▶ [Goal of the exercise]: Where in the entries below does "EnrollmentEntity" appear? Copy every line that has it.

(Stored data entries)
◆ ◆ ◆
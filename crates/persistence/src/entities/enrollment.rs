//! Enrollment entity (database row mapping).

use chrono::{DateTime, Utc};
use sqlx::FromRow;
use uuid::Uuid;

use domain::models::Enrollment;

/// Database row mapping for the enrollments table.
#[derive(Debug, Clone, FromRow)]
pub struct EnrollmentEntity {
    pub id: Uuid,
    pub user_id: Uuid,
    pub course_id: Uuid,
    pub created_at: DateTime<Utc>,
}

impl From<EnrollmentEntity> for Enrollment {
    fn from(entity: EnrollmentEntity) -> Self {
        Self {
            id: entity.id,
            user_id: entity.user_id,
            course_id: entity.course_id,
            created_at: entity.created_at,
        }
    }
}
◆ ◆ ◆
▶ [Result of the exercise]:
pub struct EnrollmentEntity {
impl From<EnrollmentEntity> for Enrollment {
    fn from(entity: EnrollmentEntity) -> Self {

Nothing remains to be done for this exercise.